Comunicação em Fisioterapia Desportiva
É dada cada vez mais ênfase à forma como a comunicação entre Fisioterapeuta e paciente influencia, não só a adesão terapêutica, mas também os resultados obtidos da intervenção. Seja qual for a ocasião, o Fisioterapeuta só tem uma oportunidade de estabelecer uma primeira impressão. Se em contexto clínico isto é importante, mas pode ser contornado pelo simples facto de que, terminado o processo de reabilitação (ou, nos casos mais complicados, até antes) o terapeuta e o paciente não voltam a encontrar-se, no desporto isto não sucede.

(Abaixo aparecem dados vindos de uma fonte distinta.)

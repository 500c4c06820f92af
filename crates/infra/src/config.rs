//! Shard configuration loading.
//!
//! Configuration comes from `DBQUEUE_*` environment variables or from JSON.
//! Everything is validated while loading, so a shard built from a loaded
//! config can not fail later on a malformed name.

use std::time::Duration;

use serde::{Deserialize, Serialize};

use dbqueue_core::{
    ConfigError, DatabaseDialect, PickTaskSettings, QueueShardId, QueueTableSchema,
    QueueTableSchemaBuilder, TaskRetryType,
};

pub const SHARD_ID_VAR: &str = "DBQUEUE_SHARD_ID";
pub const DIALECT_VAR: &str = "DBQUEUE_DIALECT";
pub const EXT_FIELDS_VAR: &str = "DBQUEUE_EXT_FIELDS";
pub const RETRY_TYPE_VAR: &str = "DBQUEUE_RETRY_TYPE";
pub const RETRY_INTERVAL_VAR: &str = "DBQUEUE_RETRY_INTERVAL_SECS";

type ColumnOverride = fn(QueueTableSchemaBuilder, String) -> QueueTableSchemaBuilder;

const COLUMN_OVERRIDES: [(&str, ColumnOverride); 8] = [
    ("DBQUEUE_ID_FIELD", QueueTableSchemaBuilder::id_field),
    ("DBQUEUE_QUEUE_NAME_FIELD", QueueTableSchemaBuilder::queue_name_field),
    ("DBQUEUE_PAYLOAD_FIELD", QueueTableSchemaBuilder::payload_field),
    ("DBQUEUE_ATTEMPT_FIELD", QueueTableSchemaBuilder::attempt_field),
    (
        "DBQUEUE_REENQUEUE_ATTEMPT_FIELD",
        QueueTableSchemaBuilder::reenqueue_attempt_field,
    ),
    ("DBQUEUE_TOTAL_ATTEMPT_FIELD", QueueTableSchemaBuilder::total_attempt_field),
    ("DBQUEUE_CREATED_AT_FIELD", QueueTableSchemaBuilder::created_at_field),
    ("DBQUEUE_NEXT_PROCESS_AT_FIELD", QueueTableSchemaBuilder::next_process_at_field),
];

/// Everything needed to build a [`QueueShard`](crate::shard::QueueShard)
/// besides the database itself.
#[derive(Debug, Clone, PartialEq, Eq, Serialize, Deserialize)]
pub struct QueueShardConfig {
    pub shard_id: QueueShardId,
    pub dialect: DatabaseDialect,
    #[serde(default)]
    pub schema: QueueTableSchema,
}

impl QueueShardConfig {
    pub fn new(shard_id: QueueShardId, dialect: DatabaseDialect, schema: QueueTableSchema) -> Self {
        Self {
            shard_id,
            dialect,
            schema,
        }
    }

    /// Load from the process environment.
    pub fn from_env() -> Result<Self, ConfigError> {
        Self::from_lookup(|key| std::env::var(key).ok())
    }

    /// Load through `lookup`, which returns the value of a variable if set.
    ///
    /// `DBQUEUE_SHARD_ID` and `DBQUEUE_DIALECT` are required. Column names
    /// default to the conventional ones; `DBQUEUE_EXT_FIELDS` is a comma
    /// separated list.
    pub fn from_lookup<F>(lookup: F) -> Result<Self, ConfigError>
    where
        F: Fn(&str) -> Option<String>,
    {
        let shard_id = required(&lookup, SHARD_ID_VAR)?.parse::<QueueShardId>()?;
        let dialect = required(&lookup, DIALECT_VAR)?.parse::<DatabaseDialect>()?;

        let mut builder = QueueTableSchema::builder();
        for (key, apply) in COLUMN_OVERRIDES {
            if let Some(name) = optional(&lookup, key) {
                builder = apply(builder, name);
            }
        }
        if let Some(list) = optional(&lookup, EXT_FIELDS_VAR) {
            builder = builder.ext_fields(
                list.split(',')
                    .map(str::trim)
                    .filter(|name| !name.is_empty()),
            );
        }

        Ok(Self::new(shard_id, dialect, builder.build()?))
    }

    pub fn from_json(json: &str) -> Result<Self, ConfigError> {
        serde_json::from_str(json).map_err(|e| ConfigError::invalid_value("shard config", e.to_string()))
    }
}

/// Retry policy from `DBQUEUE_RETRY_TYPE` and `DBQUEUE_RETRY_INTERVAL_SECS`.
pub fn pick_settings_from_env() -> Result<PickTaskSettings, ConfigError> {
    pick_settings_from_lookup(|key| std::env::var(key).ok())
}

/// Retry policy through `lookup`; unset variables keep the defaults.
pub fn pick_settings_from_lookup<F>(lookup: F) -> Result<PickTaskSettings, ConfigError>
where
    F: Fn(&str) -> Option<String>,
{
    let mut settings = PickTaskSettings::default();
    if let Some(retry_type) = optional(&lookup, RETRY_TYPE_VAR) {
        settings.retry_type = retry_type.parse::<TaskRetryType>()?;
    }
    if let Some(secs) = optional(&lookup, RETRY_INTERVAL_VAR) {
        let secs = secs
            .parse::<u64>()
            .map_err(|e| ConfigError::invalid_value(RETRY_INTERVAL_VAR, e.to_string()))?;
        settings.retry_interval = Duration::from_secs(secs);
    }
    Ok(settings)
}

fn optional<F>(lookup: &F, key: &str) -> Option<String>
where
    F: Fn(&str) -> Option<String>,
{
    lookup(key)
        .map(|value| value.trim().to_string())
        .filter(|value| !value.is_empty())
}

fn required<F>(lookup: &F, key: &str) -> Result<String, ConfigError>
where
    F: Fn(&str) -> Option<String>,
{
    optional(lookup, key).ok_or_else(|| ConfigError::invalid_value(key, "must be set"))
}
//! `dbqueue-core`: value types of the database-backed task queue.
//!
//! This crate contains **pure** values (no I/O): table schema, queue location,
//! ids, enqueue parameters, task snapshots, retry policy and dialect tag.

pub mod dialect;
pub mod error;
pub mod id;
pub mod identifier;
pub mod location;
pub mod retry;
pub mod schema;
pub mod task;

pub use dialect::DatabaseDialect;
pub use error::{ConfigError, ConfigResult};
pub use id::{QueueId, QueueShardId, TaskId};
pub use location::QueueLocation;
pub use retry::{PickTaskSettings, TaskRetryType};
pub use schema::{QueueTableSchema, QueueTableSchemaBuilder};
pub use task::{EnqueueParams, TaskRecord};
//! Oracle 11g queue strategy.
//!
//! Oracle 11g has no identity columns, so every location must name a sequence.
//! Enqueue draws the next value with a separate query and inserts it as an
//! explicit id. A failed insert leaves the drawn value unused; ids have gaps.

use std::convert::Infallible;
use std::sync::Arc;
use std::time::Duration;

use async_trait::async_trait;
use tracing::{Span, debug, instrument};

use dbqueue_core::{
    ConfigError, DatabaseDialect, EnqueueParams, QueueLocation, QueueTableSchema, TaskId,
};

use super::params::{DeleteArgs, EnqueueArgs, ID, OracleEnqueueArgs, ReenqueueArgs};
use super::r#trait::{QueueDao, QueueDaoError};
use super::{execution_delay_param, insert_lists, render_delete, render_reenqueue};
use crate::database::{Database, DatabaseError, RowAccessor, RowMappingError, SqlParams};
use crate::sql_cache::SqlCache;

const NEXT_ID_COLUMN: &str = "next_id";

fn delayed_now() -> String {
    format!(
        "CURRENT_TIMESTAMP + NUMTODSINTERVAL({} / 1000, 'SECOND')",
        execution_delay_param()
    )
}

pub struct Oracle11QueueDao<D> {
    database: Arc<D>,
    schema: Arc<QueueTableSchema>,
    next_id_sql: SqlCache<String>,
    enqueue_sql: SqlCache<QueueLocation>,
    delete_sql: SqlCache<QueueLocation>,
    reenqueue_sql: SqlCache<QueueLocation>,
}

impl<D: Database> Oracle11QueueDao<D> {
    pub fn new(database: Arc<D>, schema: Arc<QueueTableSchema>) -> Self {
        Self {
            database,
            schema,
            next_id_sql: SqlCache::new(),
            enqueue_sql: SqlCache::new(),
            delete_sql: SqlCache::new(),
            reenqueue_sql: SqlCache::new(),
        }
    }

    fn id_sequence<'a>(&self, location: &'a QueueLocation) -> Result<&'a str, ConfigError> {
        location.id_sequence().ok_or_else(|| {
            ConfigError::missing_id_sequence(DatabaseDialect::Oracle11g.as_str(), location.table_name())
        })
    }

    pub fn next_id_sql(&self, sequence: &str) -> Arc<str> {
        let Ok(sql) = self.next_id_sql.get_or_try_insert(sequence, || {
            Ok::<_, Infallible>(Arc::from(format!(
                "SELECT {sequence}.nextval AS {NEXT_ID_COLUMN} FROM dual"
            )))
        });
        sql
    }

    pub fn enqueue_sql(&self, location: &QueueLocation) -> Result<Arc<str>, ConfigError> {
        self.id_sequence(location)?;
        let Ok(sql) = self.enqueue_sql.get_or_try_insert(location, || {
            let id_value = format!(":{ID}");
            let (columns, values) = insert_lists(&self.schema, Some(&id_value), &delayed_now());
            let sql = format!(
                "INSERT INTO {table} ({columns}) VALUES ({values})",
                table = location.table_name(),
            );
            debug!(%location, %sql, "rendered oracle enqueue");
            Ok::<_, Infallible>(Arc::from(sql))
        });
        Ok(sql)
    }

    pub fn delete_sql(&self, location: &QueueLocation) -> Arc<str> {
        let Ok(sql) = self.delete_sql.get_or_try_insert(location, || {
            Ok::<_, Infallible>(Arc::from(render_delete(&self.schema, location)))
        });
        sql
    }

    pub fn reenqueue_sql(&self, location: &QueueLocation) -> Arc<str> {
        let Ok(sql) = self.reenqueue_sql.get_or_try_insert(location, || {
            let sql = render_reenqueue(&self.schema, location, &delayed_now());
            debug!(%location, %sql, "rendered oracle reenqueue");
            Ok::<_, Infallible>(Arc::from(sql))
        });
        sql
    }

    async fn next_id(&self, sequence: &str) -> Result<TaskId, QueueDaoError> {
        let sql = self.next_id_sql(sequence);
        let mapper = |row: &dyn RowAccessor| -> Result<TaskId, RowMappingError> {
            row.get_i64(NEXT_ID_COLUMN).map(TaskId::new)
        };
        let id = self
            .database
            .select_one(&sql, &SqlParams::new(), &mapper)
            .await?
            .ok_or_else(|| DatabaseError::Backend(format!("sequence {sequence} returned no value")))?;
        Ok(id)
    }
}

#[async_trait]
impl<D: Database> QueueDao for Oracle11QueueDao<D> {
    fn dialect(&self) -> DatabaseDialect {
        DatabaseDialect::Oracle11g
    }

    #[instrument(
        skip(self, location, params),
        fields(table = %location.table_name(), queue = %location.queue_id(), task_id = tracing::field::Empty),
        err
    )]
    async fn enqueue(
        &self,
        location: &QueueLocation,
        params: &EnqueueParams,
    ) -> Result<TaskId, QueueDaoError> {
        let sequence = self.id_sequence(location)?;
        let enqueue = EnqueueArgs::new(&self.schema, location, params)?;
        let sql = self.enqueue_sql(location)?;

        let id = self.next_id(sequence).await?;
        Span::current().record("task_id", id.value());

        let args = OracleEnqueueArgs { id, enqueue };
        self.database.update(&sql, &args.to_params()).await?;
        Ok(id)
    }

    #[instrument(
        skip(self, location),
        fields(table = %location.table_name(), queue = %location.queue_id()),
        err
    )]
    async fn delete_task(
        &self,
        location: &QueueLocation,
        task_id: TaskId,
    ) -> Result<bool, QueueDaoError> {
        let args = DeleteArgs::new(location, task_id);
        let sql = self.delete_sql(location);
        Ok(self.database.update(&sql, &args.to_params()).await? > 0)
    }

    #[instrument(
        skip(self, location),
        fields(table = %location.table_name(), queue = %location.queue_id()),
        err
    )]
    async fn reenqueue(
        &self,
        location: &QueueLocation,
        task_id: TaskId,
        execution_delay: Duration,
    ) -> Result<bool, QueueDaoError> {
        let args = ReenqueueArgs::new(location, task_id, execution_delay);
        let sql = self.reenqueue_sql(location);
        Ok(self.database.update(&sql, &args.to_params()).await? > 0)
    }
}
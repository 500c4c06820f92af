//! SQL identifier checks.
//!
//! Table, column and sequence names are spliced into generated SQL text, so
//! they are restricted to plain unquoted identifiers. Table and sequence names
//! may carry a schema prefix (`schema.table`).

use crate::error::{ConfigError, ConfigResult};

const MAX_IDENTIFIER_LEN: usize = 128;

/// Check that `name` is a single unquoted SQL identifier.
pub fn validate_identifier(name: &str) -> ConfigResult<()> {
    if is_plain_identifier(name) {
        Ok(())
    } else {
        Err(ConfigError::invalid_identifier(name))
    }
}

/// Check that `name` is an identifier optionally qualified by a schema.
pub fn validate_qualified_name(name: &str) -> ConfigResult<()> {
    let mut parts = name.split('.');
    let valid = match (parts.next(), parts.next(), parts.next()) {
        (Some(object), None, None) => is_plain_identifier(object),
        (Some(schema), Some(object), None) => {
            is_plain_identifier(schema) && is_plain_identifier(object)
        }
        _ => false,
    };
    if valid {
        Ok(())
    } else {
        Err(ConfigError::invalid_identifier(name))
    }
}

fn is_plain_identifier(name: &str) -> bool {
    let mut chars = name.chars();
    let Some(first) = chars.next() else {
        return false;
    };
    name.len() <= MAX_IDENTIFIER_LEN
        && (first.is_ascii_alphabetic() || first == '_')
        && chars.all(|c| c.is_ascii_alphanumeric() || c == '_' || c == '$')
}

#[cfg(test)]
mod tests {
    use super::*;
    use proptest::prelude::*;

    #[test]
    fn accepts_plain_and_qualified_names() {
        assert!(validate_identifier("next_process_at").is_ok());
        assert!(validate_identifier("_x$1").is_ok());
        assert!(validate_qualified_name("queue_tasks").is_ok());
        assert!(validate_qualified_name("jobs.queue_tasks").is_ok());
    }

    #[test]
    fn rejects_injection_shaped_names() {
        for bad in ["", "1abc", "a b", "a;drop", "t--", "a.b.c", ".t", "t.", "\"quoted\""] {
            assert!(validate_qualified_name(bad).is_err(), "{bad:?} accepted");
        }
        assert!(validate_identifier("schema.table").is_err());
    }

    proptest! {
        #![proptest_config(ProptestConfig {
            cases: 256,
            ..ProptestConfig::default()
        })]

        /// Property: anything matching the identifier grammar is accepted.
        #[test]
        fn grammar_conforming_names_are_accepted(name in "[A-Za-z_][A-Za-z0-9_$]{0,40}") {
            prop_assert!(validate_identifier(&name).is_ok());
        }

        /// Property: a name containing any character outside the grammar is rejected.
        #[test]
        fn names_with_foreign_characters_are_rejected(
            prefix in "[a-z]{1,8}",
            bad in "[ ;'\"()*=,-]",
            suffix in "[a-z]{0,8}",
        ) {
            let name = format!("{prefix}{bad}{suffix}");
            prop_assert!(validate_identifier(&name).is_err());
        }
    }
}
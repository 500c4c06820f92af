//! Lazily populated SQL text cache.
//!
//! Statement text depends only on the schema and a small key (queue location,
//! retry type, sequence name). The key space is bounded by the configured
//! queues, so entries are never evicted. Two callers racing on the same key
//! may both render the text; the first insert wins and both get equal text.

use std::borrow::Borrow;
use std::collections::HashMap;
use std::hash::Hash;
use std::sync::{Arc, PoisonError, RwLock};

/// Concurrent map from a key to rendered statement text.
#[derive(Debug)]
pub struct SqlCache<K, V = Arc<str>> {
    entries: RwLock<HashMap<K, V>>,
}

impl<K, V> Default for SqlCache<K, V> {
    fn default() -> Self {
        Self {
            entries: RwLock::new(HashMap::new()),
        }
    }
}

impl<K, V> SqlCache<K, V>
where
    K: Eq + Hash,
    V: Clone,
{
    pub fn new() -> Self {
        Self::default()
    }

    /// Return the cached value for `key`, rendering it with `render` on a miss.
    pub fn get_or_try_insert<Q, E>(
        &self,
        key: &Q,
        render: impl FnOnce() -> Result<V, E>,
    ) -> Result<V, E>
    where
        K: Borrow<Q>,
        Q: Eq + Hash + ToOwned<Owned = K> + ?Sized,
    {
        if let Some(hit) = self
            .entries
            .read()
            .unwrap_or_else(PoisonError::into_inner)
            .get(key)
        {
            return Ok(hit.clone());
        }

        let value = render()?;
        let mut entries = self.entries.write().unwrap_or_else(PoisonError::into_inner);
        Ok(entries.entry(key.to_owned()).or_insert(value).clone())
    }

    pub fn len(&self) -> usize {
        self.entries
            .read()
            .unwrap_or_else(PoisonError::into_inner)
            .len()
    }

    pub fn is_empty(&self) -> bool {
        self.len() == 0
    }
}

#[cfg(test)]
mod tests {
    use super::*;
    use std::sync::atomic::{AtomicUsize, Ordering};

    #[test]
    fn renders_once_per_key() {
        let cache: SqlCache<String> = SqlCache::new();
        let renders = AtomicUsize::new(0);
        let render = || {
            renders.fetch_add(1, Ordering::SeqCst);
            Ok::<_, ()>(Arc::<str>::from("SELECT 1"))
        };

        let a = cache.get_or_try_insert("q", render).unwrap();
        let b = cache.get_or_try_insert("q", render).unwrap();
        assert!(Arc::ptr_eq(&a, &b));
        assert_eq!(renders.load(Ordering::SeqCst), 1);
        assert_eq!(cache.len(), 1);
    }

    #[test]
    fn failed_render_is_not_cached() {
        let cache: SqlCache<String> = SqlCache::new();
        let err = cache.get_or_try_insert("q", || Err::<Arc<str>, _>("boom"));
        assert_eq!(err.unwrap_err(), "boom");
        assert!(cache.is_empty());
    }

    #[test]
    fn concurrent_population_yields_equal_text() {
        let cache: Arc<SqlCache<u32>> = Arc::new(SqlCache::new());
        let handles: Vec<_> = (0..8)
            .map(|_| {
                let cache = Arc::clone(&cache);
                std::thread::spawn(move || {
                    cache
                        .get_or_try_insert(&7, || Ok::<_, ()>(Arc::<str>::from("text")))
                        .unwrap()
                })
            })
            .collect();
        for h in handles {
            assert_eq!(&*h.join().unwrap(), "text");
        }
        assert_eq!(cache.len(), 1);
    }
}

Precisamos então de colocar em cima da mesa a forma como comunicamos com os nossos atletas. No desporto, m muitos casos, o Departamento Médico é o local onde os atletas passam grande parte do seu tempo, seja a precisar de cuidados médicos ou não, Isto, tendo em consideração também que o processo de criação de confiança está constantemente a acontecer e que em todos os momentos, quer queira quer não, o fisioterapeuta está a ser julgado - e não é uma forma de dizer - pelos atletas, este deve ser altamente profícuo e eficiente na sua forma de comunicar. Eficiente sim, porque a verdade é que quanto mais falarmos, mais nos expômos a dizer algo que possa ser errado ou simplesmente mal-interpretado pelos atletas.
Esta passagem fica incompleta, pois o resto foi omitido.